*What to produce:*
Return all lines of the records that contain the word "Debug".

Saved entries
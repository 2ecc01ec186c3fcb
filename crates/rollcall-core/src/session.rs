// Copyright 2025 Fernando Borretti
//
// Licensed under the Apache License, Version 2.0 (the "License");
// you may not use this file except in compliance with the License.
// You may obtain a copy of the License at
//
//     http://www.apache.org/licenses/LICENSE-2.0
//
// Unless required by applicable law or agreed to in writing, software
// distributed under the License is distributed on an "AS IS" BASIS,
// WITHOUT WARRANTIES OR CONDITIONS OF ANY KIND, either express or implied.
// See the License for the specific language governing permissions and
// limitations under the License.

//! The whole application state and the single dispatcher that updates it.

use std::fmt::Display;
use std::fmt::Formatter;

use serde::Deserialize;
use serde::Serialize;

use crate::draw::DrawPool;
use crate::draw::DrawTicket;
use crate::rng::TinyRng;
use crate::rng::shuffle;
use crate::roster::parse_roster;

/// How long a draw stays in the drawing state before it commits.
pub const DEFAULT_DRAW_DELAY_MS: u64 = 500;

/// Which view of the roster is shown.
#[derive(Clone, Copy, Debug, Default, PartialEq, Eq, Serialize, Deserialize)]
#[serde(rename_all = "lowercase")]
pub enum Mode {
    /// The full roster in (possibly shuffled) order.
    #[default]
    Shuffle,
    /// Drawn and remaining names.
    Pick,
}

impl Display for Mode {
    fn fmt(&self, f: &mut Formatter<'_>) -> std::fmt::Result {
        match self {
            Mode::Shuffle => write!(f, "shuffle"),
            Mode::Pick => write!(f, "pick"),
        }
    }
}

impl TryFrom<&str> for Mode {
    type Error = String;

    fn try_from(value: &str) -> Result<Self, Self::Error> {
        match value {
            "shuffle" => Ok(Mode::Shuffle),
            "pick" => Ok(Mode::Pick),
            _ => Err(format!("Unknown mode: '{value}'.")),
        }
    }
}

#[derive(Clone, Debug, PartialEq)]
pub enum Event {
    /// The text in the input box changed.
    Edit(String),
    /// Parse the current input into a new roster.
    Submit,
    SetMode(Mode),
    Shuffle,
    /// Start drawing the next name.
    Draw,
    /// The draw delay for this ticket has elapsed.
    Commit(DrawTicket),
    Reset,
}

/// Work the host has to do on behalf of the state machine.
#[derive(Clone, Copy, Debug, PartialEq, Eq)]
pub enum Effect {
    /// Dispatch `Event::Commit(ticket)` once the draw delay has elapsed.
    ScheduleCommit(DrawTicket),
    /// The draw for this ticket was cancelled; its timer can be dropped.
    CancelCommit(DrawTicket),
}

#[derive(Clone, Debug)]
pub struct Session {
    raw_input: String,
    roster: Vec<String>,
    mode: Mode,
    pool: DrawPool,
}

impl Session {
    pub fn new() -> Self {
        Self {
            raw_input: String::new(),
            roster: Vec::new(),
            mode: Mode::default(),
            pool: DrawPool::new(&[]),
        }
    }

    pub fn raw_input(&self) -> &str {
        &self.raw_input
    }

    pub fn roster(&self) -> &[String] {
        &self.roster
    }

    pub fn mode(&self) -> Mode {
        self.mode
    }

    pub fn remaining(&self) -> &[String] {
        self.pool.remaining()
    }

    pub fn selected(&self) -> &[String] {
        self.pool.selected()
    }

    pub fn is_drawing(&self) -> bool {
        self.pool.is_drawing()
    }

    pub fn pending_draw(&self) -> Option<DrawTicket> {
        self.pool.pending()
    }

    pub fn can_draw(&self) -> bool {
        self.pool.can_draw()
    }

    pub fn snapshot(&self) -> Snapshot {
        Snapshot {
            raw_input: self.raw_input.clone(),
            roster: self.roster.clone(),
            remaining: self.remaining().to_vec(),
            selected: self.selected().to_vec(),
            mode: self.mode,
            drawing: self.is_drawing(),
        }
    }
}

impl Default for Session {
    fn default() -> Self {
        Self::new()
    }
}

/// A serializable copy of the visible session state.
#[derive(Clone, Debug, PartialEq, Serialize, Deserialize)]
pub struct Snapshot {
    pub raw_input: String,
    pub roster: Vec<String>,
    pub remaining: Vec<String>,
    pub selected: Vec<String>,
    pub mode: Mode,
    pub drawing: bool,
}

/// Apply `event` to `session`.
///
/// This is the only way the session changes. Requests that make no sense in
/// the current state (drawing from an empty pool, drawing while a draw is in
/// progress, committing a cancelled draw) leave the session untouched.
pub fn update(session: Session, event: Event, rng: &mut TinyRng) -> (Session, Option<Effect>) {
    let mut session = session;
    let effect = match event {
        Event::Edit(text) => {
            session.raw_input = text;
            None
        }
        Event::Submit => {
            session.roster = parse_roster(&session.raw_input);
            session
                .pool
                .reset(&session.roster)
                .map(Effect::CancelCommit)
        }
        Event::SetMode(mode) => {
            session.mode = mode;
            None
        }
        Event::Shuffle => {
            let roster = std::mem::take(&mut session.roster);
            session.roster = shuffle(roster, rng);
            None
        }
        Event::Draw => session.pool.begin().map(Effect::ScheduleCommit),
        Event::Commit(ticket) => {
            session.pool.commit(ticket, rng);
            None
        }
        Event::Reset => session
            .pool
            .reset(&session.roster)
            .map(Effect::CancelCommit),
    };
    (session, effect)
}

*Output of the exercise:*
#[derive(Clone, Copy, Debug, Default, PartialEq, Eq, Serialize, Deserialize)]
#[derive(Clone, Debug, PartialEq)]
#[derive(Clone, Copy, Debug, PartialEq, Eq)]
#[derive(Clone, Debug)]
#[derive(Clone, Debug, PartialEq, Serialize, Deserialize)]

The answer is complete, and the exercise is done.